Kenny declined to reveal what transpired as he broke the news to the various parties on Saturday, but local website dundalksport.ie reported that he told club chief executive Mal Brannigan on Saturday before getting on to his management team. His assistant, Vinny Perth, is said to have driven from Galway – where team captain Stephen O'Donnell had got married the previous day – to meet him face to face.

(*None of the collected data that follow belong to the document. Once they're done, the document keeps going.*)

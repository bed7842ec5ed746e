mod models;
#[cfg(feature = "cli")]
mod printer;
mod runner;
mod writer;

pub use models::{decode_body, ExecutionResult};
#[cfg(feature = "cli")]
pub use printer::{format_summary, print_error, print_execution_result, print_value};
pub use runner::{request_url, HttpExecutor, RequestExecutor, DEFAULT_TIMEOUT};
pub use writer::write_response_log;
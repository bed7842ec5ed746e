mod loader;

pub use loader::{load_config, LoadedConfig, LynnConfig, Settings, CONFIG_FILE};
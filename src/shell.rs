use anyhow::{anyhow, bail, Result};
use colored::Colorize;
use serde_json::Value;
use tokio::io::{self, AsyncBufReadExt, AsyncWriteExt, BufReader};

use crate::{
    env::value_to_string,
    executor::{print_error, print_execution_result, print_value},
    flow::FlowReport,
    session::Session,
    workspace::Outcome,
};

const PROMPT: &str = "lynn> ";

const HELP: &[(&str, &str)] = &[
    ("request <name>", "Execute a request"),
    ("forEach <variable> <request>", "Execute a request once per array element"),
    ("matrix <request> <xaxis> <yaxis>", "Execute a request for every pair of environments"),
    ("flow <name>", "Run a flow file"),
    ("environment [names]", "Merge environment files, or show the environment"),
    ("set <variable> <value>", "Set a value in the environment"),
    ("setArray <variable>", "Make an environment entry an empty array"),
    ("append <variable> <value>", "Append a value to an environment array"),
    ("reset", "Clear the environment and the last response"),
    ("autoSave [true|false]", "Turn saving of responses on or off"),
    ("query <expression>", "Query the last response"),
    ("response [key]", "Show the last response"),
    ("save", "Save the last response to the log folder"),
    ("schema", "List the JSON pointers in the last response body"),
    ("requests", "List the available requests"),
    ("config", "Show the current settings"),
    ("help", "Show this list"),
    ("quit", "Leave the shell"),
];

#[derive(Debug, Clone, Copy, PartialEq, Eq)]
pub enum Control {
    Continue,
    Quit,
}

/// Reads commands from stdin until `quit` or end of input.
pub async fn run_shell(session: &mut Session) -> Result<()> {
    let info = session.project_info().clone();
    if let Some(title) = &info.title {
        println!("{}", title.yellow());
    }
    if let Some(description) = &info.description {
        println!("{}", description.yellow());
    }

    let mut lines = BufReader::new(io::stdin()).lines();
    let mut stdout = io::stdout();

    loop {
        stdout.write_all(PROMPT.as_bytes()).await?;
        stdout.flush().await?;

        let Some(line) = lines.next_line().await? else {
            break;
        };
        match execute_line(session, &line).await {
            Ok(Control::Quit) => break,
            Ok(Control::Continue) => {}
            Err(err) => print_error(format!("{:#}", err)),
        }
    }

    Ok(())
}

/// Runs one shell command line against `session`.
pub async fn execute_line(session: &mut Session, line: &str) -> Result<Control> {
    let words = shell_words::split(line).map_err(|err| anyhow!("{}", err))?;
    let Some((command, args)) = words.split_first() else {
        return Ok(Control::Continue);
    };
    let args: Vec<&str> = args.iter().map(String::as_str).collect();

    match (command.as_str(), args.as_slice()) {
        ("request", [name]) => report_outcome(&session.run_request(name).await?),
        ("forEach", [variable, request]) => {
            for outcome in session.for_each(variable, request).await? {
                report_outcome(&outcome);
            }
        }
        ("matrix", [request, x_axis, y_axis]) => {
            for outcome in session.matrix(request, x_axis, y_axis).await? {
                report_outcome(&outcome);
            }
        }
        ("flow", [name]) => report_flow(&session.run_flow(name).await?),
        ("environment", []) => {
            for (key, value) in session.environment().iter() {
                println!("{}", format!("{}: {}", key, value_to_string(value)).yellow());
            }
        }
        ("environment", [names]) => {
            let files = session.load_environment(names)?;
            println!("{}", format!("Loaded {} environment file(s)", files.len()).yellow());
        }
        ("set", [variable, value]) => {
            session.set(variable, *value);
            println!("{}", format!("{} set to {}", variable, value).yellow());
        }
        ("setArray", [variable]) => {
            session.set_array(variable);
            println!("{}", format!("{} set to an empty array", variable).yellow());
        }
        ("append", [variable, value]) => {
            session.append(variable, *value)?;
            println!("{}", format!("Appended {} to array {}", value, variable).yellow());
        }
        ("reset", []) => session.reset(),
        ("autoSave", rest) if rest.len() <= 1 => {
            if let Some(flag) = rest.first() {
                session.set_auto_save(*flag == "true");
            }
            println!("{}", format!("AutoSave enabled: {}", session.auto_save()).yellow());
        }
        ("query", [expression]) => print_value(&session.query(expression)?.unwrap_or(Value::Null)),
        ("response", []) => print_value(&session.response(None)?),
        ("response", [key]) => print_value(&session.response(Some(key))?),
        ("save", []) => {
            let path = session.save()?;
            println!("{}", format!("Response saved to {}", path.display()).green());
        }
        ("schema", []) => {
            for path in session.schema()? {
                println!("{}", path.yellow());
            }
        }
        ("requests", []) => {
            for (name, summary) in session.requests() {
                println!("{} - {}", name.yellow(), summary.unwrap_or_default());
            }
        }
        ("config", []) => {
            println!(
                "{}",
                format!("Working Folder: {}", session.working_folder().display()).yellow()
            );
            println!("{}", format!("Auto Save is {}", session.auto_save()).yellow());
        }
        ("help", []) => {
            for (usage, description) in HELP {
                println!("{:<36} {}", usage.bold(), description);
            }
        }
        ("quit" | "exit", []) => return Ok(Control::Quit),
        (command, _) => {
            if HELP.iter().any(|(usage, _)| usage.split(' ').next() == Some(command)) {
                bail!("wrong arguments for {}, see help", command);
            }
            bail!("unknown command {}, see help", command);
        }
    }

    Ok(Control::Continue)
}

pub fn report_outcome(outcome: &Outcome) {
    print_execution_result(&outcome.request.title, &outcome.result);
    if let Some(path) = &outcome.log_file {
        println!("{}", format!("saved {}", path.display()).dimmed());
    }
}

pub fn report_flow(report: &FlowReport) {
    for step in &report.executed {
        print_execution_result(&format!("--> {}", step.request), &step.result);
    }
    for name in &report.skipped {
        print_error(format!("unable to find request {}", name));
    }
    for (name, error) in &report.failed {
        print_error(format!("{}: {}", name, error));
    }
}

The club then organised a meeting for all of the players in a hotel in Dundalk on Sunday at which they updated them on the situation. The sense was that the club was disappointed with the way it had been dealt with by the association, and the statement eventually issued on Monday confirming Kenny’s departure made no reference to either the FAI or the under-21s job, only the senior international one that the Dubliner is due to take up in August 2020.

Huge wrench

“I would have liked to have communicated better with the players,” said Kenny yesterday, “but logistically it could not work. I was only signed and it was out there. That’s the modern era.”

It had been, he said, “a huge wrench” to leave. “But I’m very confident that the club is in a strong place. The players from last season are virtually all signed up for next season and there is a great leadership group there. Vinny Perth, the assistant manager, is tremendous, Ruaidhrí Higgins, the captain Stephen O’Donnell and Brian Gartland … They will have great success.”

New contracts are understood to have been agreed with Robbie Benson and Dane Massey, two of the very few players whose futures are not still resolved, but it was confirmed by Sligo Rovers yesterday that Ronan Murray had signed for them.

Right now, then, the squad is not a problem. It has proven what it is capable of and it is sticking around. The man who assembled it, though, is going to take some replacing.